Aims: To explore the relationship between the use of psychotropic drugs and the occurrence of falls in institutionalized patients, and to identify the most used drugs in these patients. In addition, it was studied the risk associated with the psychotropic drugs and the risk of falls that they caused.
Methods: A nested case-control study was performed from a cohort of polypharmacy patients residing in a nursing home. Cases were those having suffered a fall from August 2014 to December 2015, and controls were those without falls recorded. The exposure of psychoactive drugs was explored retrospectively in both groups. Information was collected in the database of the nursing home. Analysis focused on the odds ratio of falling per pharmacotherapy group, using confidence intervals set at 95%.
Results: A sample of 22 patients, 9 cases and 13 controls, was analyzed: most patients were women, and the mean age was 82.3 years (SD=6.45).

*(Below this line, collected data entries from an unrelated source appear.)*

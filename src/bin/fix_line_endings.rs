//! # fix-line-endings
//!
//! Converts CRLF line endings to LF in place and marks the file executable.
//! Used to repair `build.sh` scripts checked out on Windows.

use std::path::PathBuf;

use anyhow::{bail, Result};
use clap::Parser;

/// Convert a script's CRLF line endings to LF and make it executable
#[derive(Parser, Debug)]
#[command(name = "fix-line-endings")]
#[command(version, about, long_about = None)]
struct Args {
    /// File to convert in place
    #[arg(value_name = "PATH")]
    path: PathBuf,
}

fn main() -> Result<()> {
    let args = match Args::try_parse() {
        Ok(args) => args,
        Err(e) if !e.use_stderr() => e.exit(),
        Err(e) => {
            let _ = e.print();
            std::process::exit(1);
        }
    };

    env_logger::Builder::from_env(env_logger::Env::default().default_filter_or("info"))
        .target(env_logger::Target::Stdout)
        .format_timestamp(None)
        .format_target(false)
        .init();

    if !args.path.is_file() {
        bail!("File not found: {}", args.path.display());
    }
    deployctl::build::fix_line_endings(&args.path)?;
    Ok(())
}
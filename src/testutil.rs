//! Test doubles shared by the unit tests.

use std::env;
use std::path::PathBuf;
use std::sync::Mutex;

use crate::build::{BuildArtifact, BuildRequest, Builder};
use crate::command::{CommandOutput, CommandRunner, ExternalCommand};
use crate::error::Result;

type Responder = Box<dyn Fn(&ExternalCommand) -> Result<CommandOutput> + Send + Sync>;

/// A `CommandRunner` that records every command and answers through a
/// closure instead of spawning processes.
pub struct RecordingRunner {
    calls: Mutex<Vec<ExternalCommand>>,
    responder: Responder,
}

impl RecordingRunner {
    /// Every command succeeds with empty output.
    pub fn succeeding() -> Self {
        Self::with(|_| Ok(CommandOutput::success("")))
    }

    pub fn with<F>(responder: F) -> Self
    where
        F: Fn(&ExternalCommand) -> Result<CommandOutput> + Send + Sync + 'static,
    {
        Self {
            calls: Mutex::new(Vec::new()),
            responder: Box::new(responder),
        }
    }

    pub fn calls(&self) -> Vec<ExternalCommand> {
        self.calls.lock().unwrap().clone()
    }

    /// Recorded commands rendered as command lines.
    pub fn command_lines(&self) -> Vec<String> {
        self.calls().iter().map(ToString::to_string).collect()
    }
}

impl CommandRunner for RecordingRunner {
    fn run(&self, command: &ExternalCommand) -> Result<CommandOutput> {
        self.calls.lock().unwrap().push(command.clone());
        (self.responder)(command)
    }
}

/// One recorded `Builder::build` invocation.
#[derive(Debug, Clone)]
pub struct BuildCall {
    pub image_tag: String,
    pub version: String,
    pub mode: String,
    /// Working directory at the time of the call.
    pub dir: PathBuf,
}

/// A `Builder` that records its invocations and fails for chosen projects.
#[derive(Default)]
pub struct CountingBuilder {
    calls: Mutex<Vec<BuildCall>>,
    fail_for: Vec<String>,
}

impl CountingBuilder {
    pub fn new() -> Self {
        Self::default()
    }

    pub fn failing_for(apps: &[&str]) -> Self {
        Self {
            calls: Mutex::new(Vec::new()),
            fail_for: apps.iter().map(|a| a.to_string()).collect(),
        }
    }

    pub fn calls(&self) -> Vec<BuildCall> {
        self.calls.lock().unwrap().clone()
    }

    /// Image tags built, in call order.
    pub fn built_tags(&self) -> Vec<String> {
        self.calls().into_iter().map(|c| c.image_tag).collect()
    }
}

impl Builder for CountingBuilder {
    fn name(&self) -> &'static str {
        "counting"
    }

    fn build(&self, request: &BuildRequest<'_>) -> Result<BuildArtifact> {
        self.calls.lock().unwrap().push(BuildCall {
            image_tag: request.image_tag.to_string(),
            version: request.version.to_string(),
            mode: request.mode.to_string(),
            dir: env::current_dir()?,
        });

        if self.fail_for.iter().any(|a| a == request.image_tag) {
            return Err(request.failure("simulated build failure"));
        }
        Ok(BuildArtifact {
            image: None,
            output: String::new(),
        })
    }
}
//! CLI argument parsing and run dispatch

use std::env;

use anyhow::{Context, Result};
use clap::Parser;
use log::info;

use deployctl::build;
use deployctl::command::SystemRunner;
use deployctl::defaults;
use deployctl::output::{summary_lines, OutputConfig};
use deployctl::pipeline::Pipeline;
use deployctl::settings::{default_launchers, BuildMode, BuildStrategy, Launcher, Settings, Tools};

/// deployctl - Build manifest-listed projects and roll out their images
#[derive(Parser, Debug)]
#[command(name = "deployctl")]
#[command(version, about, long_about = None)]
pub struct Cli {
    /// Deployment environment (e.g. dev, staging, prod)
    #[arg(value_name = "ENV")]
    env: String,

    /// Build mode: CI (always build, no rollout) or CICD (build changed versions and roll out)
    #[arg(value_name = "BUILD_MODE")]
    build_mode: String,

    /// Repository name; selects modules/<REPO>/<ENV>/build.config.json
    #[arg(value_name = "REPO")]
    repo: String,

    /// Only process these application identifiers
    #[arg(value_name = "PROJECT")]
    projects: Vec<String>,

    /// Container registry images are tagged for and pushed to
    #[arg(long, value_name = "REGISTRY", env = "DEPLOYCTL_REGISTRY", default_value = defaults::REGISTRY)]
    registry: String,

    /// GitOps checkout holding deployment YAML (defaults to <REPO>_argocd)
    #[arg(long, value_name = "DIR", env = "DEPLOYCTL_GITOPS_DIR")]
    gitops_dir: Option<String>,

    /// Build strategy (script, direct, auto)
    #[arg(long, value_name = "STRATEGY", env = "DEPLOYCTL_STRATEGY", default_value = defaults::STRATEGY)]
    strategy: String,

    /// Ways to run build.sh, tried in order ("exec" or an interpreter such as "wsl bash")
    #[arg(long = "launcher", value_name = "LAUNCHER", env = "DEPLOYCTL_LAUNCHERS", value_delimiter = ',')]
    launchers: Vec<String>,

    /// dotnet executable used by the direct build
    #[arg(long, value_name = "PATH", env = "DEPLOYCTL_DOTNET", default_value = "dotnet")]
    dotnet_bin: String,

    /// Container engine executable used by the direct build
    #[arg(long, value_name = "PATH", env = "DEPLOYCTL_DOCKER", default_value = "docker")]
    docker_bin: String,

    /// yq executable used to patch deployment YAML
    #[arg(long, value_name = "PATH", env = "DEPLOYCTL_YQ", default_value = "yq")]
    yq_bin: String,

    /// git executable used to commit the rollout
    #[arg(long, value_name = "PATH", env = "DEPLOYCTL_GIT", default_value = "git")]
    git_bin: String,

    /// Colorize output (always, never, auto)
    #[arg(long, global = true, value_name = "WHEN", default_value = "auto")]
    color: String,

    /// Set log level (error, warn, info, debug, trace)
    #[arg(long, global = true, value_name = "LEVEL", default_value = "info")]
    log_level: String,
}

impl Cli {
    /// Builds the run settings from the parsed arguments.
    fn settings(&self) -> Result<Settings> {
        let mut settings = Settings::new(&self.env, BuildMode::parse(&self.build_mode), &self.repo);
        settings.projects = self.projects.clone();
        settings.registry = self.registry.clone();
        if let Some(dir) = &self.gitops_dir {
            settings.gitops_dir = dir.clone();
        }
        settings.strategy = self.strategy.parse::<BuildStrategy>()?;

        let launchers = self
            .launchers
            .iter()
            .filter(|l| !l.trim().is_empty())
            .map(|l| l.parse::<Launcher>())
            .collect::<Result<Vec<_>, _>>()?;
        settings.launchers = if launchers.is_empty() {
            default_launchers()
        } else {
            launchers
        };

        settings.tools = Tools {
            dotnet: self.dotnet_bin.clone(),
            docker: self.docker_bin.clone(),
            yq: self.yq_bin.clone(),
            git: self.git_bin.clone(),
        };
        Ok(settings)
    }

    /// Execute the run
    pub fn execute(self) -> Result<()> {
        let output = OutputConfig::from_env_and_flag(&self.color);
        init_logging(&self.log_level, &output);

        let settings = self.settings()?;
        let root = env::current_dir().context("Failed to get current directory")?;

        info!(
            "Starting build process for {} in {} environment with mode {}",
            settings.repo, settings.env, settings.mode
        );
        if settings.projects.is_empty() {
            info!("Building all projects");
        } else {
            info!("Building specific projects: {}", settings.projects.join(", "));
        }
        info!("Current directory: {}", root.display());

        let runner = SystemRunner;
        let builder = build::builder_for(&settings, &runner);
        let summary = Pipeline::new(&root, &settings, &runner, builder.as_ref()).run()?;

        println!();
        for line in summary_lines(&output, &summary) {
            println!("{}", line);
        }

        if summary.exit_code() != 0 {
            anyhow::bail!("One or more builds failed");
        }
        Ok(())
    }
}

/// Route `log` records to stdout at the requested level.
///
/// `RUST_LOG` takes precedence over `--log-level`.
fn init_logging(level: &str, output: &OutputConfig) {
    let style = if output.use_color {
        env_logger::WriteStyle::Always
    } else {
        env_logger::WriteStyle::Never
    };
    let _ = env_logger::Builder::from_env(env_logger::Env::default().default_filter_or(level))
        .target(env_logger::Target::Stdout)
        .write_style(style)
        .format_timestamp(None)
        .format_target(false)
        .try_init();
}
//! # Output Configuration
//!
//! Controls how the run summary looks: emoji markers on capable terminals,
//! plain-text markers elsewhere.
//!
//! ## Respecting User Preferences
//!
//! The module respects the following environment variables and flags:
//! - `--color=never|always|auto` - CLI flag for color control
//! - `NO_COLOR` - Disables colors when set (per https://no-color.org/)
//! - `CLICOLOR=0` - Disables colors
//! - `CLICOLOR_FORCE=1` - Forces colors even in non-TTY
//! - `TERM=dumb` - Disables colors for dumb terminals
//!
//! ## Usage
//!
//! ```rust,ignore
//! use deployctl::output::{OutputConfig, summary_lines};
//!
//! let config = OutputConfig::from_env_and_flag("auto");
//! for line in summary_lines(&config, &summary) {
//!     println!("{}", line);
//! }
//! ```

use std::env;

use crate::pipeline::RunSummary;

/// Output configuration for controlling colors and emojis.
#[derive(Debug, Clone)]
pub struct OutputConfig {
    /// Whether colors and emojis should be used in output.
    pub use_color: bool,
}

impl OutputConfig {
    /// Create an output configuration from environment and CLI flag.
    ///
    /// # Arguments
    /// * `color_flag` - The value of the --color CLI flag: "always", "never", or "auto"
    ///
    /// In auto mode, colors are disabled if:
    /// - `NO_COLOR` environment variable is set (any value, including empty)
    /// - `CLICOLOR=0` is set
    /// - `TERM=dumb` is set
    /// - stdout is not a TTY (unless `CLICOLOR_FORCE=1`)
    pub fn from_env_and_flag(color_flag: &str) -> Self {
        let use_color = match color_flag.to_lowercase().as_str() {
            "always" => true,
            "never" => false,
            _ => Self::detect_color_support(),
        };

        Self { use_color }
    }

    /// Detect whether color output is supported based on environment.
    fn detect_color_support() -> bool {
        if env::var_os("NO_COLOR").is_some() {
            return false;
        }

        if env::var("CLICOLOR").is_ok_and(|v| v == "0") {
            return false;
        }

        if env::var("CLICOLOR_FORCE").is_ok_and(|v| v != "0" && !v.is_empty()) {
            return true;
        }

        if env::var("TERM").is_ok_and(|v| v == "dumb") {
            return false;
        }

        console::Term::stdout().features().colors_supported()
    }

    /// Create a configuration with colors always enabled.
    #[cfg(test)]
    pub fn with_color() -> Self {
        Self { use_color: true }
    }

    /// Create a configuration with colors always disabled.
    #[cfg(test)]
    pub fn without_color() -> Self {
        Self { use_color: false }
    }
}

/// Returns the emoji when colors are enabled, the plain text otherwise.
pub fn emoji<'a>(config: &OutputConfig, emoji_str: &'a str, plain: &'a str) -> &'a str {
    if config.use_color {
        emoji_str
    } else {
        plain
    }
}

/// Human-readable summary of a finished run.
pub fn summary_lines(config: &OutputConfig, summary: &RunSummary) -> Vec<String> {
    let mut lines = Vec::new();

    let failures = summary.failures();
    if !failures.is_empty() {
        for (app, reason) in &failures {
            lines.push(format!("{} {}: {}", emoji(config, "❌", "[FAIL]"), app, reason));
        }
        return lines;
    }

    let built = summary.built();
    if built.is_empty() {
        lines.push(
            "No projects were built (no version changes or no matching projects found)"
                .to_string(),
        );
    } else {
        lines.push(format!("Successfully built projects: {}", built.join(", ")));
    }
    lines.push(format!(
        "{} All operations completed successfully",
        emoji(config, "✅", "[OK]")
    ));
    lines
}
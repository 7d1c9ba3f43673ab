//! # Build Dispatcher
//!
//! Decides whether a project needs building and runs the build.
//!
//! Two implementations of the [`Builder`] trait exist:
//!
//! - [`ScriptBuilder`] runs the project's own `build.sh` through an ordered
//!   list of launchers (direct exec, `bash`, `wsl bash`, ...).
//! - [`DirectBuilder`] publishes a .NET project with `dotnet publish` and
//!   builds, tags and pushes its container image itself.
//!
//! Which one runs is chosen from [`BuildStrategy`] in the run settings; with
//! `auto` the script builder falls back to the direct builder once every
//! launcher has failed.
//!
//! Builders operate on the process working directory. Callers enter the
//! project directory through [`build_in`], which restores the previous
//! directory however the build ends.

mod direct;
mod script;

pub use direct::{dockerfile, find_project_file, DirectBuilder};
pub use script::{fix_line_endings, launcher_command, ScriptBuilder};

use std::path::Path;

use crate::command::CommandRunner;
use crate::error::{Error, Result};
use crate::path::WorkingDirGuard;
use crate::settings::{BuildMode, BuildStrategy, Settings};

/// Parameters handed to a builder for one project.
#[derive(Debug, Clone, Copy)]
pub struct BuildRequest<'a> {
    /// Application identifier, used as the image tag.
    pub image_tag: &'a str,
    pub version: &'a str,
    pub mode: &'a BuildMode,
}

impl BuildRequest<'_> {
    /// Builds an `Error::Build` for this request.
    pub fn failure(&self, message: impl Into<String>) -> Error {
        Error::Build {
            image_tag: self.image_tag.to_string(),
            message: message.into(),
        }
    }
}

/// What a successful build produced.
#[derive(Debug, Clone, PartialEq, Eq)]
pub struct BuildArtifact {
    /// Image pushed to the registry, when the builder pushed one itself.
    pub image: Option<String>,
    /// Captured output of the last step.
    pub output: String,
}

/// A way of building a project in the current working directory.
pub trait Builder {
    /// Short name used in log lines.
    fn name(&self) -> &'static str;

    fn build(&self, request: &BuildRequest<'_>) -> Result<BuildArtifact>;
}

/// Whether a project must be built.
///
/// Gated mode skips projects whose version is unchanged; every other mode
/// builds unconditionally.
pub fn should_build(mode: &BuildMode, stored_version: &str, resolved_version: &str) -> bool {
    !(mode.is_gated() && stored_version == resolved_version)
}

/// Creates the builder selected by the run settings.
pub fn builder_for<'a>(settings: &Settings, runner: &'a dyn CommandRunner) -> Box<dyn Builder + 'a> {
    let direct = || DirectBuilder::new(runner, &settings.registry, &settings.tools);
    match settings.strategy {
        BuildStrategy::Script => Box::new(ScriptBuilder::new(runner, settings.launchers.clone())),
        BuildStrategy::Direct => Box::new(direct()),
        BuildStrategy::Auto => Box::new(
            ScriptBuilder::new(runner, settings.launchers.clone()).with_fallback(direct()),
        ),
    }
}

/// Runs `builder` with `dir` as the working directory.
pub fn build_in(dir: &Path, builder: &dyn Builder, request: &BuildRequest<'_>) -> Result<BuildArtifact> {
    let _guard = WorkingDirGuard::enter(dir).map_err(|e| {
        request.failure(format!("cannot enter {}: {}", dir.display(), e))
    })?;
    builder.build(request)
}
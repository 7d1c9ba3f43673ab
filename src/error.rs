//! # Error Handling
//!
//! This module defines the centralized error type for `deployctl`. It uses
//! `thiserror` to describe every failure the pipeline can observe, together
//! with enough context (paths, commands, project identifiers) to produce a
//! useful log line.
//!
//! Whether an error is fatal is decided by the caller, not by the variant:
//!
//! - Manifest errors (`ManifestNotFound`, `ManifestParse`, `ManifestWrite`)
//!   abort the whole run.
//! - Project errors (`ProjectNotFound`, `Build`, `DeploymentUpdate`) are
//!   recorded against a single project and the loop continues.
//! - Version-control failures never surface as errors at all; they are logged
//!   as warnings by the committer.

use std::path::PathBuf;

use thiserror::Error;

/// Main error type for deployctl operations
#[derive(Error, Debug)]
pub enum Error {
    /// The manifest file does not exist at the expected location.
    #[error("Configuration file not found at {}", path.display())]
    ManifestNotFound { path: PathBuf },

    /// The manifest exists but could not be decoded.
    ///
    /// `message` carries the decoder's description, including line and column.
    #[error("Failed to parse manifest {}: {message}", path.display())]
    ManifestParse { path: PathBuf, message: String },

    /// The manifest could not be written back to disk.
    #[error("Failed to update manifest {}: {message}", path.display())]
    ManifestWrite { path: PathBuf, message: String },

    /// The project directory could not be located, even after probing the
    /// fallback locations.
    #[error("Project directory for {app} not found: {}", path.display())]
    ProjectNotFound { app: String, path: PathBuf },

    /// An external program could not be started at all.
    #[error("Failed to run {command}: {message}")]
    CommandSpawn { command: String, message: String },

    /// A build step failed for a project.
    #[error("Build failed for {image_tag}: {message}")]
    Build { image_tag: String, message: String },

    /// Patching a deployment YAML file failed.
    #[error("Failed to update yaml file {file}: {message}")]
    DeploymentUpdate { file: String, message: String },

    /// A configuration value supplied on the command line or through the
    /// environment is not usable.
    #[error("Invalid setting {name}: {message}")]
    InvalidSetting { name: String, message: String },

    /// An I/O error, wrapped from `std::io::Error`.
    #[error("I/O error: {0}")]
    Io(#[from] std::io::Error),

    /// A JSON error, wrapped from `serde_json::Error`.
    #[error("JSON error: {0}")]
    Json(#[from] serde_json::Error),

    /// A glob pattern error, wrapped from `glob::PatternError`.
    #[error("Glob pattern error: {0}")]
    Glob(#[from] glob::PatternError),
}

/// A convenient type alias for `Result<T, Error>`.
pub type Result<T> = std::result::Result<T, Error>;

#[cfg(test)]
mod tests {
    use super::*;

    #[test]
    fn test_error_display_manifest_not_found() {
        let error = Error::ManifestNotFound {
            path: PathBuf::from("modules/vml/dev/build.config.json"),
        };
        let display = format!("{}", error);
        assert!(display.contains("Configuration file not found"));
        assert!(display.contains("modules/vml/dev/build.config.json"));
    }

    #[test]
    fn test_error_display_manifest_parse() {
        let error = Error::ManifestParse {
            path: PathBuf::from("build.config.json"),
            message: "EOF while parsing a list at line 3 column 0".to_string(),
        };
        let display = format!("{}", error);
        assert!(display.contains("Failed to parse manifest"));
        assert!(display.contains("line 3 column 0"));
    }

    #[test]
    fn test_error_display_project_not_found() {
        let error = Error::ProjectNotFound {
            app: "svc-a".to_string(),
            path: PathBuf::from("/work/p/a"),
        };
        let display = format!("{}", error);
        assert!(display.contains("svc-a"));
        assert!(display.contains("/work/p/a"));
    }

    #[test]
    fn test_error_display_command_spawn() {
        let error = Error::CommandSpawn {
            command: "docker push".to_string(),
            message: "No such file or directory".to_string(),
        };
        let display = format!("{}", error);
        assert!(display.contains("Failed to run docker push"));
        assert!(display.contains("No such file or directory"));
    }

    #[test]
    fn test_error_display_build() {
        let error = Error::Build {
            image_tag: "svc-a".to_string(),
            message: "Docker push failed: denied".to_string(),
        };
        let display = format!("{}", error);
        assert!(display.contains("Build failed for svc-a"));
        assert!(display.contains("denied"));
    }

    #[test]
    fn test_error_display_deployment_update() {
        let error = Error::DeploymentUpdate {
            file: "deployment.yaml".to_string(),
            message: "Error: bad expression".to_string(),
        };
        let display = format!("{}", error);
        assert!(display.contains("Failed to update yaml file deployment.yaml"));
    }

    #[test]
    fn test_error_from_io_error() {
        let io_error = std::io::Error::new(std::io::ErrorKind::NotFound, "File not found");
        let error: Error = io_error.into();
        let display = format!("{}", error);
        assert!(display.contains("I/O error"));
        assert!(display.contains("File not found"));
    }

    #[test]
    fn test_error_from_json_error() {
        let json_error = serde_json::from_str::<serde_json::Value>("[unclosed").unwrap_err();
        let error: Error = json_error.into();
        let display = format!("{}", error);
        assert!(display.contains("JSON error"));
    }

    #[test]
    fn test_error_from_glob_error() {
        let glob_error = glob::Pattern::new("[").unwrap_err();
        let error: Error = glob_error.into();
        assert!(format!("{}", error).contains("Glob pattern error"));
    }
}
use anyhow::{Context, Result, anyhow};
use std::fmt;
use std::future::Future;
use std::pin::Pin;
use std::sync::Arc;
use tracing::debug;

use crate::debug_log::DebugLog;
use crate::filter::{is_blacklisted, is_garbage_translation, normalize_text};

mod local;
mod remote;
mod retry;
mod validate;

pub use local::{LoadFuture, LocalModelCache, LocalModelLoader, ModelKey, NoLocalModel};
pub use remote::RemoteTranslator;
pub use validate::is_hallucinated;

/// Result of one translation attempt. Rejection is an expected outcome of
/// quality gating, not an error.
#[derive(Debug, Clone, PartialEq, Eq)]
pub enum TranslationOutcome {
    Translated(String),
    Rejected,
}

impl TranslationOutcome {
    pub fn text(&self) -> Option<&str> {
        match self {
            TranslationOutcome::Translated(text) => Some(text),
            TranslationOutcome::Rejected => None,
        }
    }

    pub fn is_rejected(&self) -> bool {
        matches!(self, TranslationOutcome::Rejected)
    }
}

pub type TranslateFuture<'a> = Pin<Box<dyn Future<Output = Result<TranslationOutcome>> + Send + 'a>>;

/// One translation backend: a remote service or an in-process model.
pub trait TextTranslator: Send + Sync {
    fn name(&self) -> &str;
    fn translate<'a>(&'a self, text: &'a str, pair: &'a LanguagePair) -> TranslateFuture<'a>;
}

/// Language pairs that have a dedicated local model.
const DEDICATED_PAIRS: &[(&str, &str)] = &[
    ("ja", "en"),
    ("zh", "en"),
    ("ko", "en"),
    ("fr", "en"),
    ("de", "en"),
    ("es", "en"),
    ("en", "ja"),
    ("en", "zh"),
    ("en", "ko"),
    ("en", "fr"),
    ("en", "de"),
    ("en", "es"),
];

#[derive(Debug, Clone, PartialEq, Eq, Hash)]
pub struct LanguagePair {
    pub source: String,
    pub target: String,
}

impl LanguagePair {
    pub fn resolve(source: &str, target: &str) -> Self {
        Self {
            source: normalize_lang_tag(source),
            target: normalize_lang_tag(target),
        }
    }

    /// Dedicated pairs get their own model; everything else shares one.
    pub fn model_key(&self) -> ModelKey {
        let dedicated = DEDICATED_PAIRS
            .iter()
            .any(|(source, target)| *source == self.source && *target == self.target);
        if dedicated {
            ModelKey::Pair(self.source.clone(), self.target.clone())
        } else {
            ModelKey::Shared
        }
    }
}

impl fmt::Display for LanguagePair {
    fn fmt(&self, f: &mut fmt::Formatter<'_>) -> fmt::Result {
        write!(f, "{}->{}", self.source, self.target)
    }
}

/// Reduces ISO 639-1/2/3 tags, script suffixes and tesseract pack names to a
/// two-letter code where one is known.
pub fn normalize_lang_tag(tag: &str) -> String {
    let lower = tag.trim().to_lowercase();
    let base = lower.split(['-', '_']).next().unwrap_or("").to_string();
    let mapped = match base.as_str() {
        "" | "auto" => "auto",
        "ja" | "jp" | "jpn" => "ja",
        "zh" | "zho" | "chi" | "cmn" => "zh",
        "ko" | "kor" => "ko",
        "en" | "eng" => "en",
        "fr" | "fra" | "fre" => "fr",
        "de" | "deu" | "ger" => "de",
        "es" | "spa" => "es",
        "it" | "ita" => "it",
        "pt" | "por" => "pt",
        "ru" | "rus" => "ru",
        "vi" | "vie" => "vi",
        "th" | "tha" => "th",
        other => other,
    };
    mapped.to_string()
}

/// Turns one source string into one translated string: blacklist, remote,
/// then the cached local model, validating whatever comes back.
pub struct Orchestrator {
    remote: Option<Arc<dyn TextTranslator>>,
    local: LocalModelCache,
    log: DebugLog,
}

impl Orchestrator {
    pub fn new(
        remote: Option<Arc<dyn TextTranslator>>,
        local: LocalModelCache,
        log: DebugLog,
    ) -> Self {
        Self { remote, local, log }
    }

    pub fn local_models(&self) -> &LocalModelCache {
        &self.local
    }

    pub async fn translate(
        &self,
        text: &str,
        source: &str,
        target: &str,
    ) -> Result<TranslationOutcome> {
        let text = normalize_text(text);
        if is_blacklisted(&text) {
            debug!("skipping blacklisted input '{}'", text);
            return Ok(TranslationOutcome::Rejected);
        }
        let pair = LanguagePair::resolve(source, target);

        match self.translate_remote(&text, &pair).await {
            Ok(outcome) => return Ok(self.validate(outcome)),
            Err(err) => self.log.warn(format!(
                "remote translation failed ({}), falling back to local model: {:#}",
                pair, err
            )),
        }

        let key = pair.model_key();
        let model = self
            .local
            .get_or_load(&key)
            .await
            .with_context(|| format!("failed to load local model {}", key))?;
        let outcome = model
            .translate(&text, &pair)
            .await
            .with_context(|| format!("local model {} failed", model.name()))?;
        Ok(self.validate(outcome))
    }

    async fn translate_remote(&self, text: &str, pair: &LanguagePair) -> Result<TranslationOutcome> {
        let remote = self
            .remote
            .as_ref()
            .ok_or_else(|| anyhow!("no remote translator configured"))?;
        remote.translate(text, pair).await
    }

    fn validate(&self, outcome: TranslationOutcome) -> TranslationOutcome {
        match outcome {
            TranslationOutcome::Translated(text) if is_garbage_translation(&text) => {
                debug!("rejecting degenerate translation '{}'", text);
                TranslationOutcome::Rejected
            }
            other => other,
        }
    }
}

Residents used a mean of 11 medicines (SD=4.64). The most used pharmaceutical group and drug respectively were antipsychotics and quetiapine (59.1%, n=13; 45.5%, n=10). The OR determined in this study did not evidence any statistically significant association between the pharmacotherapeutic subgroups and/or drugs and increased risk of falling (quetiapine: OR=4.5; IC=0.730-27.739; atypical antipsychotics: OR=3.2; IC=0.540-18.980).
Conclusion: Results were obtained in a restricted sample, leading to the incapacity of demonstrating significant associations. However, a trend between the use of psychotropic drugs and the risk of falls in the elderly was shown, identifying the most influential pharmacotherapeutic groups in falls.